Ice is an extremely hot topic in sports medicine and acute injury rehab, and for good reason. The way of treating sport injuries is continually changing as per the evidence-based practice. And no wonder there is so much confusion around.
When someone sprains their ankle, most of us instinctively grab an ice pack. When we see professional athletes get injured, they’re wrapped in ice before they’ve even made it off the field. Ice appears to be an ingrained part of the acute injury management process, but does this align with the latest research?
The earliest documentation of ice as protocol for acute injury management dates back to 1978 when the term RICE (Rest, Ice, Compression, Elevation) was first coined by Dr Gabe Mirkin. His aim behind using ice was to minimise the inflammatory response of the injured tissue in an attempt to accelerate healing. This initial protocol became deeply rooted in our culture and for 20 years we were ‘RICE-ing’ injuries before P was included for protection (PRICE). 14 years later, POLICE (Protection, Optimal Loading, Ice, Compression, Elevation) replaced PRICE.
The reason for this change?
Since research has identified that ‘Optimal Loading’ (OL) aids recovery through cell regeneration in the early stages. Subsequently, Rest (R) is detrimental to the recovery process.
But what about icing?
There is certainly a consensus throughout the literature that ice acts as a great analgesic by cooling down the skin’s temperature. However, the impact on underlying muscles is non-existent, as muscle temperature remains unaltered from topical ice application.
Most people report ice makes injuries “feel better”. But what impact does immediately icing an injury have in the mid to long term?
In 2014, Dr Mirkin acknowledged changes in the research and, as any evidence-based scientist would, retracted ice from his initial protocol. He stated that coaches had been using his “’RICE‘ guideline for decades, but now it appeared that both ice and complete rest may in fact delay healing, instead of helping”.
What Dr Mirkin is referring to is the necessary benefits of the inflammation process. When we injure ourselves, our body sends signals out to our inflammatory cells (macrophages) which release the hormone Insulin-like Growth Factor (IGF-1). These cells initiate healing by killing off damaged tissue. Although when ice is applied, we may actually be preventing the body’s natural release of IGF-1 and therefore delaying the initiation of the healing process.
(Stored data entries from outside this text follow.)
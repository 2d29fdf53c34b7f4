//! Listing definitions for every console collection

use super::{Listing, SortKey, SortValue};
use crate::models::{
    ActivityLogEntry, ProtoMapping, RequestLogEntry, Route, ServerLogEntry, Service,
};
use std::borrow::Cow;

#[derive(Debug, Clone, Copy, PartialEq, Eq)]
pub enum ServiceSortKey {
    Name,
    Protocol,
    Target,
}

impl SortKey for ServiceSortKey {
    fn all() -> &'static [Self] {
        &[
            ServiceSortKey::Name,
            ServiceSortKey::Protocol,
            ServiceSortKey::Target,
        ]
    }

    fn label(&self) -> &'static str {
        match self {
            ServiceSortKey::Name => "NAME",
            ServiceSortKey::Protocol => "PROTOCOL",
            ServiceSortKey::Target => "TARGET",
        }
    }
}

impl Listing for Service {
    type SortKey = ServiceSortKey;

    fn search_fields(&self) -> Vec<&str> {
        vec![self.name.as_str(), self.base_url.as_str(), self.grpc_address.as_str()]
    }

    fn category(&self) -> Option<Cow<'_, str>> {
        Some(Cow::Borrowed(self.protocol.as_str()))
    }

    fn sort_value(&self, key: ServiceSortKey) -> SortValue<'_> {
        match key {
            ServiceSortKey::Name => SortValue::text(&self.name),
            ServiceSortKey::Protocol => SortValue::text(self.protocol.as_str()),
            ServiceSortKey::Target => SortValue::text(self.target()),
        }
    }
}

#[derive(Debug, Clone, Copy, PartialEq, Eq)]
pub enum RouteSortKey {
    Path,
    Method,
    Service,
    Tag,
}

impl SortKey for RouteSortKey {
    fn all() -> &'static [Self] {
        &[
            RouteSortKey::Path,
            RouteSortKey::Method,
            RouteSortKey::Service,
            RouteSortKey::Tag,
        ]
    }

    fn label(&self) -> &'static str {
        match self {
            RouteSortKey::Path => "PATH",
            RouteSortKey::Method => "METHOD",
            RouteSortKey::Service => "SERVICE",
            RouteSortKey::Tag => "TAG",
        }
    }
}

impl Listing for Route {
    type SortKey = RouteSortKey;

    fn search_fields(&self) -> Vec<&str> {
        vec![self.path.as_str(), self.endpoint_filter.as_str(), self.tag.as_str()]
    }

    fn category(&self) -> Option<Cow<'_, str>> {
        Some(Cow::Borrowed(&self.method))
    }

    fn sort_value(&self, key: RouteSortKey) -> SortValue<'_> {
        match key {
            RouteSortKey::Path => SortValue::text(&self.path),
            RouteSortKey::Method => SortValue::text(&self.method),
            RouteSortKey::Service => SortValue::text(self.service_name()),
            RouteSortKey::Tag => SortValue::text(&self.tag),
        }
    }
}

#[derive(Debug, Clone, Copy, PartialEq, Eq)]
pub enum ProtoMappingSortKey {
    RpcMethod,
    Service,
    Package,
}

impl SortKey for ProtoMappingSortKey {
    fn all() -> &'static [Self] {
        &[
            ProtoMappingSortKey::RpcMethod,
            ProtoMappingSortKey::Service,
            ProtoMappingSortKey::Package,
        ]
    }

    fn label(&self) -> &'static str {
        match self {
            ProtoMappingSortKey::RpcMethod => "RPC METHOD",
            ProtoMappingSortKey::Service => "SERVICE",
            ProtoMappingSortKey::Package => "PACKAGE",
        }
    }
}

impl Listing for ProtoMapping {
    type SortKey = ProtoMappingSortKey;

    fn search_fields(&self) -> Vec<&str> {
        vec![
            self.rpc_method.as_str(),
            self.grpc_service_name.as_str(),
            self.proto_package.as_str(),
        ]
    }

    fn category(&self) -> Option<Cow<'_, str>> {
        Some(Cow::Borrowed(&self.proto_package))
    }

    fn sort_value(&self, key: ProtoMappingSortKey) -> SortValue<'_> {
        match key {
            ProtoMappingSortKey::RpcMethod => SortValue::text(&self.rpc_method),
            ProtoMappingSortKey::Service => SortValue::text(self.service_name()),
            ProtoMappingSortKey::Package => SortValue::text(&self.proto_package),
        }
    }
}

#[derive(Debug, Clone, Copy, PartialEq, Eq)]
pub enum RequestLogSortKey {
    CreatedAt,
    Status,
    Latency,
    Path,
}

impl SortKey for RequestLogSortKey {
    fn all() -> &'static [Self] {
        &[
            RequestLogSortKey::CreatedAt,
            RequestLogSortKey::Status,
            RequestLogSortKey::Latency,
            RequestLogSortKey::Path,
        ]
    }

    fn label(&self) -> &'static str {
        match self {
            RequestLogSortKey::CreatedAt => "TIME",
            RequestLogSortKey::Status => "STATUS",
            RequestLogSortKey::Latency => "LATENCY",
            RequestLogSortKey::Path => "PATH",
        }
    }
}

impl Listing for RequestLogEntry {
    type SortKey = RequestLogSortKey;

    fn search_fields(&self) -> Vec<&str> {
        vec![
            self.path.as_str(),
            self.request_id.as_str(),
            self.client_ip.as_str(),
            self.method.as_str(),
        ]
    }

    fn category(&self) -> Option<Cow<'_, str>> {
        Some(Cow::Borrowed(self.status_class()))
    }

    fn sort_value(&self, key: RequestLogSortKey) -> SortValue<'_> {
        match key {
            RequestLogSortKey::CreatedAt => SortValue::Time(self.created_at),
            RequestLogSortKey::Status => SortValue::Number(u64::from(self.status_code)),
            RequestLogSortKey::Latency => SortValue::Number(self.latency_ms),
            RequestLogSortKey::Path => SortValue::text(&self.path),
        }
    }
}

#[derive(Debug, Clone, Copy, PartialEq, Eq)]
pub enum ActivitySortKey {
    CreatedAt,
    Resource,
}

impl SortKey for ActivitySortKey {
    fn all() -> &'static [Self] {
        &[ActivitySortKey::CreatedAt, ActivitySortKey::Resource]
    }

    fn label(&self) -> &'static str {
        match self {
            ActivitySortKey::CreatedAt => "TIME",
            ActivitySortKey::Resource => "RESOURCE",
        }
    }
}

impl Listing for ActivityLogEntry {
    type SortKey = ActivitySortKey;

    fn search_fields(&self) -> Vec<&str> {
        vec![self.message.as_str(), self.resource.as_str(), self.user.as_str()]
    }

    fn category(&self) -> Option<Cow<'_, str>> {
        Some(Cow::Borrowed(self.action.as_str()))
    }

    fn sort_value(&self, key: ActivitySortKey) -> SortValue<'_> {
        match key {
            ActivitySortKey::CreatedAt => SortValue::Time(self.created_at),
            ActivitySortKey::Resource => SortValue::text(&self.resource),
        }
    }
}

#[derive(Debug, Clone, Copy, PartialEq, Eq)]
pub enum ServerLogSortKey {
    Timestamp,
}

impl SortKey for ServerLogSortKey {
    fn all() -> &'static [Self] {
        &[ServerLogSortKey::Timestamp]
    }

    fn label(&self) -> &'static str {
        "TIME"
    }
}

impl Listing for ServerLogEntry {
    type SortKey = ServerLogSortKey;

    fn search_fields(&self) -> Vec<&str> {
        vec![self.message.as_str()]
    }

    fn sort_value(&self, key: ServerLogSortKey) -> SortValue<'_> {
        match key {
            ServerLogSortKey::Timestamp => SortValue::Time(self.timestamp),
        }
    }
}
Ice was finally removed in 2019 from the injury management process with the latest acronym: PEACE & LOVE (Protection, Elevation, Avoid Anti-Inflammatory Drugs, Compression, Education & Load, Optimism, Vascularisation and Exercise).
But the question is:
‘If ice delays healing, even if it can temporarily numb pain, should we still be using it?’
Probably not.
I will, however, conclude this with one thing. While some inflammation may be warranted for recovery, too much or prolonged oedema (swelling) is bad news. Excessive oedema puts unwanted pressure on the tissues, restricts movement, can increase pain and decreases muscle function.
In these circumstances, ice may be a viable option, as the goal is not to necessarily prevent all swelling, but to limit the extent of it. In contrast, muscle tears often elicit less oedema and hence ice is likely not going to be of benefit in the early stages (or at all) during injury management.
In the cases where swelling will likely be the limiting factor for recovery, ice may be beneficial in the early stages only.
What then should be our primary focus?
Encouraging people to return to movement safely again, as soon as it is practical.